According to the idea of maximum likelihood estimation, the optimal ω needs to be obtained to realize the loss function and obtain the maximum value, at this time, a random gradient descent method is applied, an initial value of ω is randomly generated, and then the optimal ω is obtained by continuously iterating through the following formula:

in the formula, ω_tIs an initial value of ω, ω_t+1Is a new value of ω;

substituting the obtained omega value into a mathematical model of logistic regression to calculate the class probability score of each sample, and taking the class with the highest probability score as the final class of the sample; the concept of onevsall is also utilized to expand the logistic regression to realize multi-classification, and assuming that the data has N classes, 1 independent binary classifier is established for each class in the N classes by using the logistic regression. For classifier i, let the sample with label ═ i be the positive class, the rest samples be the negative class, and so on. Inputting sample data to be predicted, obtaining the probability p of judging the sample data to be a corresponding positive class by all classifiers, and taking the sample type corresponding to the maximum probability in the p as the final prediction type.

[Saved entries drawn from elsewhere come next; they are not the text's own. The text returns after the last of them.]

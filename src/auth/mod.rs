use axum::{extract::FromRequestParts, http::request::Parts};
use std::collections::HashSet;
use std::convert::Infallible;
use tracing::warn;

use crate::errors::ServiceError;

/// Header carrying the authenticated account identifier, set by the
/// upstream auth proxy. Absent for guest traffic.
pub const USER_ID_HEADER: &str = "x-user-id";
/// Header carrying the authenticated account email.
pub const USER_EMAIL_HEADER: &str = "x-user-email";

/// The caller's resolved session, as provided by the external
/// authentication collaborator. Both fields are `None` for guests.
#[derive(Debug, Clone, Default)]
pub struct AuthSession {
    pub user_id: Option<String>,
    pub email: Option<String>,
}

impl AuthSession {
    pub fn guest() -> Self {
        Self::default()
    }

    pub fn authenticated(user_id: impl Into<String>, email: impl Into<String>) -> Self {
        Self {
            user_id: Some(user_id.into()),
            email: Some(email.into()),
        }
    }

    pub fn is_authenticated(&self) -> bool {
        self.user_id.is_some()
    }
}

#[async_trait::async_trait]
impl<S> FromRequestParts<S> for AuthSession
where
    S: Send + Sync,
{
    type Rejection = Infallible;

    async fn from_request_parts(parts: &mut Parts, _state: &S) -> Result<Self, Self::Rejection> {
        let header_value = |name: &str| {
            parts
                .headers
                .get(name)
                .and_then(|v| v.to_str().ok())
                .map(str::trim)
                .filter(|v| !v.is_empty())
                .map(str::to_string)
        };

        Ok(AuthSession {
            user_id: header_value(USER_ID_HEADER),
            email: header_value(USER_EMAIL_HEADER),
        })
    }
}

/// Identity of a caller that passed the admin check.
#[derive(Debug, Clone)]
pub struct AdminIdentity {
    pub user_id: String,
    pub email: String,
}

/// Authorization guard for admin-only operations. The allow-list of
/// permitted email addresses is injected from configuration at
/// construction time.
#[derive(Debug, Clone)]
pub struct AdminGuard {
    allowed_emails: HashSet<String>,
}

impl AdminGuard {
    pub fn new(allowed_emails: impl IntoIterator<Item = String>) -> Self {
        Self {
            allowed_emails: allowed_emails
                .into_iter()
                .map(|e| e.trim().to_ascii_lowercase())
                .filter(|e| !e.is_empty())
                .collect(),
        }
    }

    /// Resolves the caller's identity and checks it against the allow-list.
    pub fn require_admin(&self, session: &AuthSession) -> Result<AdminIdentity, ServiceError> {
        let (user_id, email) = match (&session.user_id, &session.email) {
            (Some(user_id), Some(email)) => (user_id.clone(), email.clone()),
            _ => {
                return Err(ServiceError::Unauthorized(
                    "Authentication required".to_string(),
                ))
            }
        };

        if !self.allowed_emails.contains(&email.to_ascii_lowercase()) {
            warn!(%email, "admin access denied");
            return Err(ServiceError::Forbidden(
                "Admin access required".to_string(),
            ));
        }

        Ok(AdminIdentity { user_id, email })
    }
}
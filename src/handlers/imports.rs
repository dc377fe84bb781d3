use axum::{
    body::Bytes,
    extract::{Query, State},
    Json,
};
use serde::Deserialize;

use crate::{
    auth::AuthSession,
    errors::ServiceError,
    handlers::ApiResponse,
    services::import::{FileUpload, ImportReport},
    AppState,
};

#[derive(Debug, Deserialize)]
pub struct ImportQuery {
    /// Original file name of the upload, used for the extension check
    pub filename: String,
}

pub async fn import_products(
    State(state): State<AppState>,
    session: AuthSession,
    Query(query): Query<ImportQuery>,
    body: Bytes,
) -> Result<Json<ApiResponse<ImportReport>>, ServiceError> {
    let upload = FileUpload {
        file_name: query.filename,
        bytes: body.to_vec(),
    };

    let report = state
        .services
        .import
        .bulk_upsert_products(&session, upload)
        .await?;
    Ok(Json(ApiResponse::new(report)))
}
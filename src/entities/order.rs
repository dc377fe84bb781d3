use chrono::{DateTime, Utc};
use sea_orm::entity::prelude::*;
use sea_orm::{ActiveValue::Set, ConnectionTrait};
use serde::{Deserialize, Serialize};
use uuid::Uuid;

/// A checkout transaction record. The total is computed server-side at
/// creation time from snapshotted line-item prices and never changes
/// afterwards.
#[derive(Clone, Debug, PartialEq, Eq, DeriveEntityModel, Serialize, Deserialize)]
#[sea_orm(table_name = "orders")]
pub struct Model {
    #[sea_orm(primary_key, auto_increment = false)]
    pub id: Uuid,

    /// Order total in the smallest currency unit
    pub total: i64,

    pub status: OrderStatus,
    pub shipping_name: String,
    pub shipping_phone: String,
    pub shipping_address: String,
    pub notes: Option<String>,
    pub customer_id: Uuid,

    /// Authenticated account identifier, absent for guest checkout
    #[sea_orm(nullable)]
    pub user_id: Option<String>,

    pub created_at: DateTime<Utc>,
    pub updated_at: Option<DateTime<Utc>>,
}

/// Order status enumeration. Allowed transitions are enforced by
/// `services::order_status`; `Completed` and `Cancelled` are terminal.
#[derive(
    Debug,
    Clone,
    Copy,
    PartialEq,
    Eq,
    Serialize,
    Deserialize,
    EnumIter,
    DeriveActiveEnum,
    strum::Display,
    strum::EnumString,
)]
#[sea_orm(rs_type = "String", db_type = "String(StringLen::N(20))")]
#[serde(rename_all = "UPPERCASE")]
#[strum(serialize_all = "UPPERCASE", ascii_case_insensitive)]
pub enum OrderStatus {
    #[sea_orm(string_value = "PENDING")]
    Pending,
    #[sea_orm(string_value = "PAID")]
    Paid,
    #[sea_orm(string_value = "SHIPPED")]
    Shipped,
    #[sea_orm(string_value = "COMPLETED")]
    Completed,
    #[sea_orm(string_value = "CANCELLED")]
    Cancelled,
}

#[derive(Copy, Clone, Debug, EnumIter, DeriveRelation)]
pub enum Relation {
    #[sea_orm(has_many = "super::order_item::Entity")]
    OrderItems,
    #[sea_orm(
        belongs_to = "super::customer::Entity",
        from = "Column::CustomerId",
        to = "super::customer::Column::Id"
    )]
    Customer,
}

impl Related<super::order_item::Entity> for Entity {
    fn to() -> RelationDef {
        Relation::OrderItems.def()
    }
}

impl Related<super::customer::Entity> for Entity {
    fn to() -> RelationDef {
        Relation::Customer.def()
    }
}

#[async_trait::async_trait]
impl ActiveModelBehavior for ActiveModel {
    async fn before_save<C>(self, _db: &C, insert: bool) -> Result<Self, DbErr>
    where
        C: ConnectionTrait,
    {
        let mut active_model = self;
        let now = Utc::now();

        if insert {
            active_model.created_at = Set(now);
        }

        active_model.updated_at = Set(Some(now));

        Ok(active_model)
    }
}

And (3) voting sample categories respectively according to classification models established by a support vector machine, a random forest and logistic regression, and taking the category (more than or equal to 2) of the obtained majority votes as the final category of the samples.

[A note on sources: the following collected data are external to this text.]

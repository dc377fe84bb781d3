use std::sync::Arc;

use sea_orm::{
    ColumnTrait, Condition, EntityTrait, IsolationLevel, PaginatorTrait, QueryFilter, QueryOrder,
    QuerySelect, TransactionTrait,
};
use serde::{Deserialize, Serialize};
use tracing::{error, info, instrument};
use uuid::Uuid;

use crate::{
    auth::{AdminGuard, AuthSession},
    db::DbPool,
    entities::order::{self, OrderStatus},
    errors::ServiceError,
};

pub const DEFAULT_PAGE_SIZE: u64 = 20;
pub const MAX_PAGE_SIZE: u64 = 100;

#[derive(Debug, Clone, Default, Deserialize)]
pub struct OrderFilters {
    /// Exact status match
    pub status: Option<OrderStatus>,
    /// Substring search across order id, shipping name and shipping phone
    pub search: Option<String>,
}

#[derive(Debug, Serialize, Deserialize)]
pub struct Pagination {
    pub page: u64,
    pub per_page: u64,
    pub total: u64,
    pub total_pages: u64,
}

#[derive(Debug, Serialize, Deserialize)]
pub struct OrderListResponse {
    pub orders: Vec<order::Model>,
    pub pagination: Pagination,
}

/// Clamps a requested page into the valid range for `total` rows,
/// returning the effective page and row offset. Page numbering is
/// 1-based; an over-range request lands on the last valid page.
pub(crate) fn clamp_page(page: u64, per_page: u64, total: u64) -> (u64, u64) {
    let total_pages = if total == 0 {
        1
    } else {
        total.div_ceil(per_page)
    };
    let page = page.max(1).min(total_pages);
    (page, (page - 1) * per_page)
}

/// Admin order listing with filtering and consistent pagination.
#[derive(Clone)]
pub struct OrderQueryService {
    db: Arc<DbPool>,
    admin_guard: Arc<AdminGuard>,
}

impl OrderQueryService {
    pub fn new(db: Arc<DbPool>, admin_guard: Arc<AdminGuard>) -> Self {
        Self { db, admin_guard }
    }

    /// Lists orders for the back office, newest first.
    ///
    /// Count and page fetch run inside one repeatable-read transaction so
    /// the reported total and the returned rows are mutually consistent
    /// under concurrent writes. SQLite ignores the isolation hint, where
    /// transactions are serializable anyway.
    #[instrument(skip(self, session))]
    pub async fn get_orders(
        &self,
        session: &AuthSession,
        page: u64,
        per_page: u64,
        filters: OrderFilters,
    ) -> Result<OrderListResponse, ServiceError> {
        self.admin_guard.require_admin(session)?;

        let per_page = per_page.clamp(1, MAX_PAGE_SIZE);

        let mut query = order::Entity::find();
        if let Some(status) = filters.status {
            query = query.filter(order::Column::Status.eq(status));
        }
        if let Some(search) = filters
            .search
            .as_deref()
            .map(str::trim)
            .filter(|s| !s.is_empty())
        {
            let mut condition = Condition::any()
                .add(order::Column::ShippingName.contains(search))
                .add(order::Column::ShippingPhone.contains(search));
            // The id column is a UUID, matched whole rather than by
            // substring to stay portable across backends
            if let Ok(id) = Uuid::parse_str(search) {
                condition = condition.add(order::Column::Id.eq(id));
            }
            query = query.filter(condition);
        }

        let txn = self
            .db
            .begin_with_config(Some(IsolationLevel::RepeatableRead), None)
            .await
            .map_err(|e| {
                error!(error = %e, "Failed to begin transaction for order listing");
                ServiceError::DatabaseError(e)
            })?;

        let total = query.clone().count(&txn).await.map_err(|e| {
            error!(error = %e, "Failed to count orders");
            ServiceError::DatabaseError(e)
        })?;

        let (page, offset) = clamp_page(page, per_page, total);

        let orders = query
            .order_by_desc(order::Column::CreatedAt)
            .offset(offset)
            .limit(per_page)
            .all(&txn)
            .await
            .map_err(|e| {
                error!(error = %e, page, per_page, "Failed to fetch orders page");
                ServiceError::DatabaseError(e)
            })?;

        txn.commit().await.map_err(ServiceError::DatabaseError)?;

        let total_pages = if total == 0 { 1 } else { total.div_ceil(per_page) };

        info!(total, page, per_page, returned = orders.len(), "Orders listed");

        Ok(OrderListResponse {
            orders,
            pagination: Pagination {
                page,
                per_page,
                total,
                total_pages,
            },
        })
    }
}

#[cfg(test)]
mod tests {
    use super::*;

    #[test]
    fn over_range_page_clamps_to_last_valid_page() {
        // 50 orders, page 100 of 20 => page 3, offset 40
        assert_eq!(clamp_page(100, 20, 50), (3, 40));
    }

    #[test]
    fn zero_total_still_yields_first_page() {
        assert_eq!(clamp_page(5, 20, 0), (1, 0));
    }

    #[test]
    fn page_zero_is_treated_as_first() {
        assert_eq!(clamp_page(0, 20, 50), (1, 0));
    }

    #[test]
    fn exact_boundary_keeps_requested_page() {
        assert_eq!(clamp_page(3, 20, 60), (3, 40));
    }
}
pub mod checkout;
pub mod import;
pub mod order_status;
pub mod orders;
use chrono::{DateTime, Utc};
use sea_orm::entity::prelude::*;
use sea_orm::{ActiveValue, ActiveValue::Set, ConnectionTrait};
use serde::{Deserialize, Serialize};
use uuid::Uuid;
use validator::Validate;

/// Catalog product. Prices are stored in the smallest currency unit and
/// stock is guarded by an application pre-check plus a database-level
/// `CHECK (stock >= 0)` constraint.
#[derive(Clone, Debug, PartialEq, Eq, DeriveEntityModel, Serialize, Deserialize, Validate)]
#[sea_orm(table_name = "products")]
pub struct Model {
    #[sea_orm(primary_key, auto_increment = false)]
    pub id: Uuid,

    /// External identifier (SKU), admin- or import-supplied
    #[sea_orm(unique)]
    #[validate(length(
        min = 1,
        max = 100,
        message = "SKU must be between 1 and 100 characters"
    ))]
    pub sku: String,

    #[validate(length(
        min = 1,
        max = 255,
        message = "Product name must be between 1 and 255 characters"
    ))]
    pub name: String,

    #[validate(length(max = 2000, message = "Description cannot exceed 2000 characters"))]
    pub description: Option<String>,

    /// Unit price in the smallest currency unit
    pub price: i64,

    #[validate(length(min = 1, max = 100, message = "Category is required"))]
    pub category: String,

    /// Ordered list of HTTPS image URLs, serialized as a JSON array
    #[sea_orm(column_type = "Json")]
    pub images: Json,

    pub is_active: bool,
    pub stock: i32,
    pub low_stock_threshold: i32,
    pub created_at: DateTime<Utc>,
    pub updated_at: Option<DateTime<Utc>>,
}

impl Model {
    /// Image URLs decoded from the JSON column.
    pub fn image_urls(&self) -> Vec<String> {
        serde_json::from_value(self.images.clone()).unwrap_or_default()
    }
}

#[derive(Copy, Clone, Debug, EnumIter, DeriveRelation)]
pub enum Relation {
    #[sea_orm(has_many = "super::order_item::Entity")]
    OrderItems,
}

impl Related<super::order_item::Entity> for Entity {
    fn to() -> RelationDef {
        Relation::OrderItems.def()
    }
}

#[async_trait::async_trait]
impl ActiveModelBehavior for ActiveModel {
    async fn before_save<C>(self, _db: &C, insert: bool) -> Result<Self, DbErr>
    where
        C: ConnectionTrait,
    {
        let mut active_model = self;

        if insert {
            if let ActiveValue::NotSet = active_model.is_active {
                active_model.is_active = Set(true);
            }
            active_model.created_at = Set(Utc::now());
        }

        active_model.updated_at = Set(Some(Utc::now()));

        let model: Model = active_model.clone().try_into().map_err(|_| {
            DbErr::Custom("Failed to convert ActiveModel to Model for validation".to_string())
        })?;

        if let Err(err) = model.validate() {
            return Err(DbErr::Custom(format!("Validation error: {}", err)));
        }

        Ok(active_model)
    }
}
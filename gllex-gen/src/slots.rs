//! Grammar slots.
//!
//! A slot is a dotted position in an alternate. Every alternate of length
//! `n` has slots `0..=n`; an epsilon alternate has the single slot `0`.
//! Slots are sorted by (head name, alternate, position) before numbering,
//! so ids do not depend on hash order and are stable across runs.

use crate::first_follow::{FirstFollow, Lookahead};
use crate::grammar::Grammar;
use gllex::{NtId, ParserTables, Slot, SlotId, Symbol, Terminal};
use std::collections::{BTreeSet, HashMap};
use std::io::{self, Write};

/// The slot table of a grammar, with the test-select set of every slot.
#[derive(Debug, Clone)]
pub struct SlotTable {
    slots: Vec<Slot>,
    select: Vec<BTreeSet<Terminal>>,
    suffixes: Vec<Vec<Symbol>>,
    by_position: HashMap<(NtId, usize, usize), SlotId>,
    by_label: HashMap<String, SlotId>,
}

/// Label of the slot at (head, alternate, position), e.g. `S0R1`.
pub fn label(head: &str, alt: usize, pos: usize) -> String {
    format!("{head}{alt}R{pos}")
}

/// Whether reaching the slot after a symbol needs no intermediate BSR
/// entry: the dot is at most after the first of two or more symbols,
/// unless the alternate starts with the same nullable symbol twice.
fn first_of_rule(ff: &FirstFollow, symbols: &[Symbol], pos: usize) -> bool {
    if pos > 1 || symbols.len() <= 1 {
        return false;
    }
    let repeated_nullable = symbols[0] == symbols[1]
        && ff
            .first_of_symbol(&symbols[0])
            .contains(&Lookahead::Empty);
    !repeated_nullable
}

impl SlotTable {
    /// Enumerates every slot of the grammar and computes its select set.
    ///
    /// Slots are numbered by head name, then alternate, then position, so the
    /// numbering does not depend on the order rules were declared in.
    ///
    /// # Parameters
    /// - `grammar`: The checked grammar.
    /// - `ff`: FIRST and FOLLOW sets of `grammar`.
    ///
    /// # Returns
    /// The slot table with select sets and suffix FIRST sets filled in.
    pub fn new(grammar: &Grammar, ff: &FirstFollow) -> Self {
        let mut keyed = Vec::new();
        for (nt, name) in grammar.non_terminals() {
            for (alt, symbols) in grammar.alternates(nt).iter().enumerate() {
                for pos in 0..=symbols.len() {
                    keyed.push((name, nt, alt, pos));
                }
            }
        }
        keyed.sort();

        let mut table = SlotTable {
            slots: Vec::with_capacity(keyed.len()),
            select: Vec::with_capacity(keyed.len()),
            suffixes: Vec::with_capacity(keyed.len()),
            by_position: HashMap::with_capacity(keyed.len()),
            by_label: HashMap::with_capacity(keyed.len()),
        };
        for (name, head, alt, pos) in keyed {
            let symbols = &grammar.alternates(head)[alt];
            let id = SlotId(table.slots.len());
            let slot = Slot {
                head,
                alt,
                pos,
                label: label(name, alt, pos).into(),
                end_of_rule: pos >= symbols.len(),
                first_of_rule: first_of_rule(ff, symbols, pos),
            };
            table.by_position.insert((head, alt, pos), id);
            table.by_label.insert(slot.label.to_string(), id);
            table.select.push(ff.select(head, &symbols[pos..]));
            table.suffixes.push(symbols[pos..].to_vec());
            table.slots.push(slot);
        }
        log::debug!("grammar slots: {}", table.slots.len());
        table
    }

    /// Number of slots.
    pub fn len(&self) -> usize {
        self.slots.len()
    }

    /// `true` if the grammar has no slots.
    pub fn is_empty(&self) -> bool {
        self.slots.is_empty()
    }

    /// All slots, indexed by [`SlotId`].
    pub fn slots(&self) -> &[Slot] {
        &self.slots
    }

    /// Returns the slot `id`.
    ///
    /// # Panics
    /// If `id` does not come from this table.
    pub fn get(&self, id: SlotId) -> &Slot {
        &self.slots[id.0]
    }

    /// Finds the slot at a position inside an alternate.
    ///
    /// # Parameters
    /// - `head`: The non-terminal the alternate belongs to.
    /// - `alt`: Index of the alternate within `head`'s rule.
    /// - `pos`: Number of symbols before the dot, `0..=len`.
    ///
    /// # Returns
    /// The slot's id, or `None` if no such position exists.
    pub fn lookup(&self, head: NtId, alt: usize, pos: usize) -> Option<SlotId> {
        self.by_position.get(&(head, alt, pos)).copied()
    }

    /// Finds a slot by its label, e.g. `S0R1`.
    pub fn by_label(&self, label: &str) -> Option<SlotId> {
        self.by_label.get(label).copied()
    }

    /// Symbols after the dot.
    pub fn suffix(&self, id: SlotId) -> &[Symbol] {
        &self.suffixes[id.0]
    }

    /// Test-select set of a slot.
    pub fn select(&self, id: SlotId) -> &BTreeSet<Terminal> {
        &self.select[id.0]
    }

    /// Slots and their test-select sets, in id order.
    pub fn into_parts(self) -> (Vec<Slot>, Vec<BTreeSet<Terminal>>) {
        (self.slots, self.select)
    }
}

/// Writes one `label: string-form` line per slot.
pub fn write_slots<W: Write>(out: &mut W, tables: &ParserTables) -> io::Result<()> {
    for (i, slot) in tables.slots.iter().enumerate() {
        writeln!(out, "{}: {}", slot.label, tables.slot_string(SlotId(i)))?;
    }
    Ok(())
}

And step S104, taking the samples in the sub-regions and on the classification boundaries as modeling samples, screening characteristic wavelengths with high sensitivity and correlation, and establishing a regression sub-model.

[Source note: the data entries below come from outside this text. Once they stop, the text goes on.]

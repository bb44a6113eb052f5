//! Table-driven lexer.
//!
//! [`LexerTables`] is the DFA produced from the lexical item sets: every
//! state lists its outgoing transitions in specificity order (the first
//! class that contains the next character wins) and the token type it
//! accepts, if any. [`Lexer`] runs the DFA over a string with maximal
//! munch, skipping whitespace between tokens and dropping suppressed
//! token types. Input that no rule accepts becomes an `Error` token of at
//! least one character; the lexer never fails.

use crate::charclass::CharClass;
use crate::error::{LineIndex, Position};
use crate::symbol::TokenType;
use smartstring::alias::String;
use std::collections::BTreeSet;

/// One DFA state.
#[derive(Debug, Clone, Default, PartialEq, Eq)]
pub struct LexerState {
    /// Outgoing transitions, most specific event first.
    pub transitions: Vec<(CharClass, usize)>,
    /// Token type accepted in this state.
    pub accept: Option<TokenType>,
}

/// The lexer DFA and its token vocabulary.
#[derive(Debug, Clone, Default)]
pub struct LexerTables {
    /// DFA states; state `0` is the start state.
    pub states: Vec<LexerState>,
    /// Token type names, indexed by [`TokenType`].
    pub token_names: Vec<String>,
    /// Token types that are recognized but never emitted.
    pub suppressed: BTreeSet<TokenType>,
}

impl LexerTables {
    /// Follows the first transition of `state` whose class contains `c`.
    #[inline]
    pub fn step(&self, state: usize, c: char) -> Option<usize> {
        self.states[state]
            .transitions
            .iter()
            .find(|(class, _)| class.matches(c))
            .map(|&(_, next)| next)
    }

    /// The token type `state` accepts, if any.
    #[inline]
    pub fn accept(&self, state: usize) -> Option<TokenType> {
        self.states.get(state).and_then(|s| s.accept)
    }

    /// Name of a token type; `?` if it is out of range.
    pub fn token_name(&self, t: TokenType) -> &str {
        self.token_names.get(t.0).map_or("?", |s| s.as_str())
    }

    /// Runs the DFA over all of `s` and returns the final state, or `None`
    /// if the DFA blocks before the end.
    pub fn run(&self, s: &str) -> Option<usize> {
        s.chars().try_fold(0, |state, c| self.step(state, c))
    }
}

/// A token: its type and byte extent in the source text.
#[derive(Debug, Clone, Copy, PartialEq, Eq)]
pub struct Token {
    pub typ: TokenType,
    /// Byte offset of the first character.
    pub lext: usize,
    /// Byte offset just past the last character.
    pub rext: usize,
    /// Line/column of the first character.
    pub position: Position,
}

impl Token {
    /// The text of this token in `source`.
    pub fn text<'s>(&self, source: &'s str) -> &'s str {
        &source[self.lext..self.rext]
    }
}

/// Counters collected while lexing.
#[derive(Debug, Clone, Default)]
pub struct LexerStats {
    pub chars: usize,
    pub tokens: usize,
    pub suppressed: usize,
    pub errors: usize,
}

/// Lexer over a string slice; iterate it to obtain tokens.
pub struct Lexer<'a> {
    tables: &'a LexerTables,
    text: &'a str,
    offset: usize,
    lines: LineIndex<'a>,
    stats: LexerStats,
}

impl<'a> Lexer<'a> {
    /// Creates a lexer over `text`.
    ///
    /// # Parameters
    /// - `tables`: The generated scanner DFA.
    /// - `text`: The input; tokens are produced lazily by iterating.
    pub fn new(tables: &'a LexerTables, text: &'a str) -> Self {
        Self {
            tables,
            text,
            offset: 0,
            lines: LineIndex::new(text),
            stats: LexerStats::default(),
        }
    }

    /// Tokenizes the whole text.
    pub fn tokenize(tables: &'a LexerTables, text: &'a str) -> Vec<Token> {
        Lexer::new(tables, text).collect()
    }

    /// Counters for the tokens produced so far.
    pub fn stats(&self) -> LexerStats {
        self.stats.clone()
    }

    /// Scans one token, suppressed or not. Returns `None` at end of input.
    fn scan(&mut self) -> Option<Token> {
        let rest = &self.text[self.offset..];
        self.offset += rest.len() - rest.trim_start().len();
        if self.offset >= self.text.len() {
            return None;
        }

        let lext = self.offset;
        let mut state = 0;
        let mut scanned = lext;
        let mut accepted: Option<(usize, TokenType)> = None;
        for (i, c) in self.text[lext..].char_indices() {
            let Some(next) = self.tables.step(state, c) else {
                break;
            };
            state = next;
            scanned = lext + i + c.len_utf8();
            if let Some(t) = self.tables.accept(state) {
                accepted = Some((scanned, t));
            }
        }

        let (rext, typ) = match accepted {
            Some(acc) => acc,
            None => {
                let first = self.text[lext..].chars().next().map_or(1, char::len_utf8);
                self.stats.errors += 1;
                (scanned.max(lext + first), TokenType::ERROR)
            }
        };
        self.offset = rext;
        self.stats.chars += self.text[lext..rext].chars().count();

        let token = Token {
            typ,
            lext,
            rext,
            position: self.lines.position(lext),
        };
        log::trace!(
            "token {} {:?} at {}",
            self.tables.token_name(typ),
            token.text(self.text),
            token.position
        );
        Some(token)
    }
}

impl Iterator for Lexer<'_> {
    type Item = Token;

    fn next(&mut self) -> Option<Token> {
        loop {
            let token = self.scan()?;
            if self.tables.suppressed.contains(&token.typ) {
                self.stats.suppressed += 1;
                continue;
            }
            self.stats.tokens += 1;
            return Some(token);
        }
    }
}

In the embodiment of the invention, because the classifier has higher error probability at the boundary of the region, each sub-model comprises samples distributed on the boundary so as to avoid larger prediction error caused by classification error, a stable variable displacement method (SVP) is adopted to select characteristic wavelengths, an optimal variable subset is established, a sub-regression model is established by adopting a least square vector machine, the SVP is based on the evolution principle of intraspecific competition and survival of a fitter, the variables are evaluated by considering the stability and the displacement of the variables and statistical data related to the model performance, and the variable subset with the minimum RMSE mean value and relatively lower standard difference value is taken as the optimal variable; for each sub-region, SVP selected a unique variable subset of nitrite and nitrate, respectively. Models built using a specific subset of variables can be adapted to the characteristics of the target ion, resulting in better performance. And establishing a least square support vector machine model in MATLAB by using an LSSVMlabv1_8_ R2009b _ R2011a tool box, searching for optimal regularization parameters and kernel parameters by using a RBF kernel function and using a grid search to obtain a sub-regression model of each sub-region.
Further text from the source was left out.